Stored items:
• • • •

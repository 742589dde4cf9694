//! Append-only audit trail of healing actions
//!
//! Every [`HealingAction`] is appended once and never edited. Entries are
//! hash-chained (SHA-256 over the previous hash and the record's JSON) so an
//! exported trail can be re-imported and checked for tampering.

use crate::error::AuditError;
use crate::types::{
    ActionId, ActionOutcome, ComponentId, FaultId, HealingAction, RecoveryStrategy,
};
use chrono::{DateTime, Utc};
use parking_lot::Mutex;
use sha2::{Digest, Sha256};
use std::path::Path;

#[derive(Debug, Clone)]
struct AuditEntry {
    action: HealingAction,
    prev_hash: [u8; 32],
    hash: [u8; 32],
}

/// Filter for audit queries. Empty filter matches everything.
#[derive(Debug, Clone, Default, PartialEq, Eq)]
pub struct AuditQuery {
    /// Only actions for this component
    pub component: Option<ComponentId>,
    /// Only actions for this fault
    pub fault: Option<FaultId>,
    /// Only actions at or after this time
    pub since: Option<DateTime<Utc>>,
    /// Only actions strictly before this time
    pub until: Option<DateTime<Utc>>,
    /// Only actions using this strategy
    pub strategy: Option<RecoveryStrategy>,
    /// Only actions with this outcome
    pub outcome: Option<ActionOutcome>,
}

impl AuditQuery {
    /// Match everything
    #[inline]
    #[must_use]
    pub fn all() -> Self {
        Self::default()
    }

    /// Restrict to a component
    #[inline]
    #[must_use]
    pub fn component(mut self, component: impl Into<ComponentId>) -> Self {
        self.component = Some(component.into());
        self
    }

    /// Restrict to a fault
    #[inline]
    #[must_use]
    pub fn fault(mut self, fault: FaultId) -> Self {
        self.fault = Some(fault);
        self
    }

    /// Restrict to `[since, until)`
    #[inline]
    #[must_use]
    pub fn between(mut self, since: DateTime<Utc>, until: DateTime<Utc>) -> Self {
        self.since = Some(since);
        self.until = Some(until);
        self
    }

    /// Restrict to a strategy
    #[inline]
    #[must_use]
    pub fn strategy(mut self, strategy: RecoveryStrategy) -> Self {
        self.strategy = Some(strategy);
        self
    }

    /// Restrict to an outcome
    #[inline]
    #[must_use]
    pub fn outcome(mut self, outcome: ActionOutcome) -> Self {
        self.outcome = Some(outcome);
        self
    }

    /// Whether an action passes the filter
    #[must_use]
    pub fn matches(&self, action: &HealingAction) -> bool {
        self.component.as_ref().map_or(true, |c| &action.component == c)
            && self.fault.map_or(true, |f| action.fault_id == f)
            && self.since.map_or(true, |t| action.timestamp >= t)
            && self.until.map_or(true, |t| action.timestamp < t)
            && self.strategy.map_or(true, |s| action.strategy == s)
            && self.outcome.map_or(true, |o| action.outcome == o)
    }
}

/// Append-only, hash-chained log of healing actions
#[derive(Debug, Default)]
pub struct AuditLog {
    inner: Mutex<Vec<AuditEntry>>,
}

impl AuditLog {
    /// Create empty log
    #[inline]
    #[must_use]
    pub fn new() -> Self {
        Self::default()
    }

    /// Append an action, chaining it to the previous entry
    pub fn append(&self, action: HealingAction) -> Result<ActionId, AuditError> {
        let mut guard = self.inner.lock();
        let prev_hash = guard.last().map_or([0u8; 32], |e| e.hash);
        let hash = compute_hash(&prev_hash, &action)?;
        let id = action.id;
        guard.push(AuditEntry {
            action,
            prev_hash,
            hash,
        });
        Ok(id)
    }

    /// Number of entries
    #[inline]
    #[must_use]
    pub fn len(&self) -> usize {
        self.inner.lock().len()
    }

    /// Whether nothing was recorded yet
    #[inline]
    #[must_use]
    pub fn is_empty(&self) -> bool {
        self.inner.lock().is_empty()
    }

    /// Matching actions in insertion order
    #[must_use]
    pub fn query(&self, query: &AuditQuery) -> Vec<HealingAction> {
        self.inner
            .lock()
            .iter()
            .filter(|e| query.matches(&e.action))
            .map(|e| e.action.clone())
            .collect()
    }

    /// All actions in insertion order
    #[must_use]
    pub fn actions(&self) -> Vec<HealingAction> {
        self.query(&AuditQuery::all())
    }

    /// Hex digest of the chain head (all zeros when empty)
    #[must_use]
    pub fn head_digest(&self) -> String {
        hex::encode(self.inner.lock().last().map_or([0u8; 32], |e| e.hash))
    }

    /// Recompute the chain and compare every link
    pub fn verify_integrity(&self) -> Result<(), AuditError> {
        let guard = self.inner.lock();
        let mut prev = [0u8; 32];
        for (index, entry) in guard.iter().enumerate() {
            if entry.prev_hash != prev || entry.hash != compute_hash(&prev, &entry.action)? {
                return Err(AuditError::IntegrityViolation { index });
            }
            prev = entry.hash;
        }
        Ok(())
    }

    /// Serialize every record as JSON Lines, in order
    pub fn export_all(&self) -> Result<String, AuditError> {
        let guard = self.inner.lock();
        let mut out = String::new();
        for entry in guard.iter() {
            out.push_str(&serde_json::to_string(&entry.action)?);
            out.push('\n');
        }
        Ok(out)
    }

    /// Build a fresh log from [`AuditLog::export_all`] output
    pub fn import(serialized: &str) -> Result<Self, AuditError> {
        let log = Self::new();
        for (index, line) in serialized.lines().enumerate() {
            if line.trim().is_empty() {
                continue;
            }
            let action: HealingAction =
                serde_json::from_str(line).map_err(|source| AuditError::Malformed {
                    line: index + 1,
                    source,
                })?;
            log.append(action)?;
        }
        Ok(log)
    }

    /// Write the export to a file
    pub fn export_to_path(&self, path: impl AsRef<Path>) -> Result<usize, AuditError> {
        let serialized = self.export_all()?;
        std::fs::write(path.as_ref(), serialized)?;
        let count = self.len();
        tracing::info!(path = %path.as_ref().display(), count, "exported audit trail");
        Ok(count)
    }

    /// Read an export from a file
    pub fn import_from_path(path: impl AsRef<Path>) -> Result<Self, AuditError> {
        let serialized = std::fs::read_to_string(path.as_ref())?;
        Self::import(&serialized)
    }

    #[cfg(test)]
    fn tamper(&self, index: usize, f: impl FnOnce(&mut HealingAction)) {
        f(&mut self.inner.lock()[index].action);
    }
}

fn compute_hash(prev_hash: &[u8; 32], action: &HealingAction) -> Result<[u8; 32], AuditError> {
    let mut hasher = Sha256::new();
    hasher.update(prev_hash);
    hasher.update(serde_json::to_vec(action)?);
    Ok(hasher.finalize().into())
}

• • • •

WHAT YOU WILL DO:
Return only the lines of the records in which the string "AuditQuery" appears.

SOLUTION FOR THIS EXERCISE:
pub struct AuditQuery {
impl AuditQuery {
    pub fn query(&self, query: &AuditQuery) -> Vec<HealingAction> {
        self.query(&AuditQuery::all())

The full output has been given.